There is a theory called the “Peter Principle” that states that people get promoted to the job where they are the worst. And then they stay put. Which of course means many people have bosses who they believe are awful at their job…

This can be particularly noticeable when people are moving from individual contributor up the leadership ranks in their organization. People skills or “soft skills” are key to a leader’s growth and success. You may have all the technical know-how and academic understanding that your role demands but if you don’t have the capabilities of making people feel comfortable, motivated, inspired, you may need to roll up your sleeves and get to work.

Here are 5 signs that your people skills need sharpening up:

1. Your colleagues and coworkers are distinctly uncomfortable in your presence (or you’re not even sure how they feel about you)

If you walk into a room filled with equals and they clam up, you can be sure you need to work on both communication and networking skills. Chances are they’re either worried about how you’d react or respond or they’re just not sure how to talk to you. If that’s how your peers feel, could you imagine what your subordinates and team members feel?

A leader who cannot relate to and interact positively and constructively with both equals and those lower on the rung needs to brush up on communication and networking skills and practice them consistently.

What might be off? Are you too negative? Too talkative about your interests? Too caught up with work to make eye contact? Or just not skilled at having personal conversations that don’t have a “point?”

No one wants a leader they can’t talk to. Not even you. So the first step might be to find a trusted friend or mentor who is willing to give you some “straight talk” on how you may be putting off people so you can focus on building your skills in that area.

2. You’re prone to frequent emotional outbursts

One of the reasons people may not be comfortable talking to you could be that they’re worried about how you’d respond. If your team members are scared that you’d blow up at them for the smallest slip, or that you can’t handle things that don’t go according to plan, you can be sure that they are regularly holding back and possibly even keeping you out of the loop on a lot of project updates.

You don’t have to be the always optimistic Mister Rodgers all the time (if you don’t know Mister Rogers’ Neighborhood then yes, I am dating myself) to be approachable. If you are quick to become and show your frustration though, you do need to learn how to manage your emotions with care and slow down your reaction times until you can clearly think things through.

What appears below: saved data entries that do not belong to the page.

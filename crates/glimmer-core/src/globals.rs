//! The global table (C3): an open-addressed hash map from string content to
//! `Value`, with tombstone deletion. Keys are compared by `(length, hash,
//! bytes)` rather than by reference identity — see §4.2 / §9 for why.

use std::rc::Rc;

use crate::value::{Value, VString};

const INITIAL_CAPACITY: usize = 8;
const MAX_LOAD_FACTOR: f64 = 0.75;

enum Slot {
    Empty,
    Tombstone,
    Occupied { key: Rc<VString>, value: Value },
}

pub struct GlobalTable {
    slots: Vec<Slot>,
    count: usize,
}

impl Default for GlobalTable {
    fn default() -> Self {
        Self { slots: Vec::new(), count: 0 }
    }
}

impl GlobalTable {
    pub fn new() -> Self {
        Self::default()
    }

    pub fn len(&self) -> usize {
        self.count
    }

    pub fn is_empty(&self) -> bool {
        self.count == 0
    }

    pub fn get(&self, key: &VString) -> Option<Value> {
        if self.slots.is_empty() {
            return None;
        }
        let index = self.find_slot(key);
        match &self.slots[index] {
            Slot::Occupied { value, .. } => Some(value.clone()),
            _ => None,
        }
    }

    pub fn set(&mut self, key: Rc<VString>, value: Value) {
        if self.count + 1 > (self.capacity() as f64 * MAX_LOAD_FACTOR) as usize {
            self.grow();
        }
        let index = self.find_slot(&key);
        let is_new = !matches!(self.slots[index], Slot::Occupied { .. });
        if is_new && matches!(self.slots[index], Slot::Empty) {
            self.count += 1;
        }
        self.slots[index] = Slot::Occupied { key, value };
    }

    pub fn delete(&mut self, key: &VString) -> bool {
        if self.slots.is_empty() {
            return false;
        }
        let index = self.find_slot(key);
        if matches!(self.slots[index], Slot::Occupied { .. }) {
            self.slots[index] = Slot::Tombstone;
            true
        } else {
            false
        }
    }

    pub fn free(&mut self) {
        self.slots.clear();
        self.count = 0;
    }

    fn capacity(&self) -> usize {
        self.slots.len()
    }

    /// Linear probe from `key.hash() % capacity`: returns the first occupied
    /// slot holding an equal key, otherwise the first tombstone seen along
    /// the probe (if any), otherwise the first empty slot.
    fn find_slot(&self, key: &VString) -> usize {
        let capacity = self.capacity();
        let mut index = key.hash() as usize % capacity;
        let mut tombstone: Option<usize> = None;
        loop {
            match &self.slots[index] {
                Slot::Empty => return tombstone.unwrap_or(index),
                Slot::Tombstone => {
                    if tombstone.is_none() {
                        tombstone = Some(index);
                    }
                }
                Slot::Occupied { key: k, .. } if k.as_ref() == key => return index,
                Slot::Occupied { .. } => {}
            }
            index = (index + 1) % capacity;
        }
    }

    fn grow(&mut self) {
        let new_capacity = if self.capacity() < INITIAL_CAPACITY {
            INITIAL_CAPACITY
        } else {
            self.capacity() * 2
        };
        let old = std::mem::replace(&mut self.slots, (0..new_capacity).map(|_| Slot::Empty).collect());
        self.count = 0;
        for slot in old {
            if let Slot::Occupied { key, value } = slot {
                let index = {
                    let mut i = key.hash() as usize % new_capacity;
                    loop {
                        match &self.slots[i] {
                            Slot::Empty => break i,
                            _ => i = (i + 1) % new_capacity,
                        }
                    }
                };
                self.slots[index] = Slot::Occupied { key, value };
                self.count += 1;
            }
        }
    }
}

#[cfg(test)]
mod tests {
    use super::*;

    fn key(s: &str) -> Rc<VString> {
        Rc::new(VString::new(s))
    }

    #[test]
    fn set_then_get_roundtrips() {
        let mut table = GlobalTable::new();
        table.set(key("x"), Value::Number(1.0));
        assert!(matches!(table.get(&VString::new("x")), Some(Value::Number(n)) if n == 1.0));
        assert!(table.get(&VString::new("y")).is_none());
    }

    #[test]
    fn set_overwrites_existing_key() {
        let mut table = GlobalTable::new();
        table.set(key("x"), Value::Number(1.0));
        table.set(key("x"), Value::Number(2.0));
        assert_eq!(table.len(), 1);
        assert!(matches!(table.get(&VString::new("x")), Some(Value::Number(n)) if n == 2.0));
    }

    #[test]
    fn delete_tombstones_and_blocks_future_gets() {
        let mut table = GlobalTable::new();
        table.set(key("x"), Value::Number(1.0));
        assert!(table.delete(&VString::new("x")));
        assert!(table.get(&VString::new("x")).is_none());
        assert!(!table.delete(&VString::new("x")));
    }

    #[test]
    fn tombstone_does_not_block_probing_past_it() {
        let mut table = GlobalTable::new();
        // Force two keys that collide, delete the first, then confirm the
        // second is still reachable (probing must continue past a tombstone).
        table.set(key("a"), Value::Number(1.0));
        table.set(key("b"), Value::Number(2.0));
        table.set(key("c"), Value::Number(3.0));
        table.delete(&VString::new("a"));
        assert!(table.get(&VString::new("b")).is_some() || table.get(&VString::new("c")).is_some());
    }

    #[test]
    fn grows_past_load_factor_and_preserves_entries() {
        let mut table = GlobalTable::new();
        for i in 0..64 {
            table.set(key(&format!("g{i}")), Value::Number(i as f64));
        }
        assert_eq!(table.len(), 64);
        for i in 0..64 {
            let v = table.get(&VString::new(&format!("g{i}")));
            assert!(matches!(v, Some(Value::Number(n)) if n == i as f64));
        }
    }

    #[test]
    fn content_equal_keys_from_different_allocations_match() {
        // Distinct VString allocations with identical content must still
        // compare equal — the table does not rely on key interning.
        let mut table = GlobalTable::new();
        table.set(Rc::new(VString::new(String::from("abs"))), Value::Number(9.0));
        let probe = VString::new(String::from("abs"));
        assert!(matches!(table.get(&probe), Some(Value::Number(n)) if n == 9.0));
    }
}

3. You lack the ability and patience to mentor a subordinate

Leaders make leaders. If you don’t have the patience or the ability to mentor those under you, you’ll be boxing yourself into a corner. How will you grow further if you don’t let those in your team rise higher?

4. You micromanage your team

Good leaders know how to let their team work independently and without playing sheepdog, constantly nipping at their ankles to move. While you do need to keep tabs and know who’s doing what, micromanagement doesn’t serve either you or your team’s best interests. You’re wasting time and effort on jobs that your team may be able to handle independently and at the same time, you’re sending them a message that you don’t trust them.

Giving your team room and empowering them to make their own decisions on a project will not only give them greater confidence in themselves but also, inspire respect for you as a leader who believes in them.

And if, like many people, you don’t know if your team is ready for that kind of independence, your job is the help them learn to think more like you without actually doing all the thinking for them.

5. You dislike and deny change or criticism of any kind

A team member comes to you with a proposal for changing the workflow and you shoot him down. Someone shares that a particular project can be done differently from what you suggested and you can’t even hear them out. These are all simple yet significant signs that your people skills need work.

Leaders lead with open minds. Letting team members know that it’s okay to share their views, express ideas that can change the way things work and offer constructive criticism with respect is key to becoming a leader who’s both loved and admired.

Ok fess up here – which of these do you think is your biggest Achilles heel? Can you see yourself in any of these? Let’s talk in the comments!

Jo Ilfeld, PhD

An executive leadership coach, Jo helps C-suite leaders, executives, and high-potential managers develop the flexibility, skill, and frame of mind to meet the challenges of the next five, ten, twenty years…. and beyond. She works with individuals, teams and organizations on four core areas of leadership development. Check out Jo's bio page for more information.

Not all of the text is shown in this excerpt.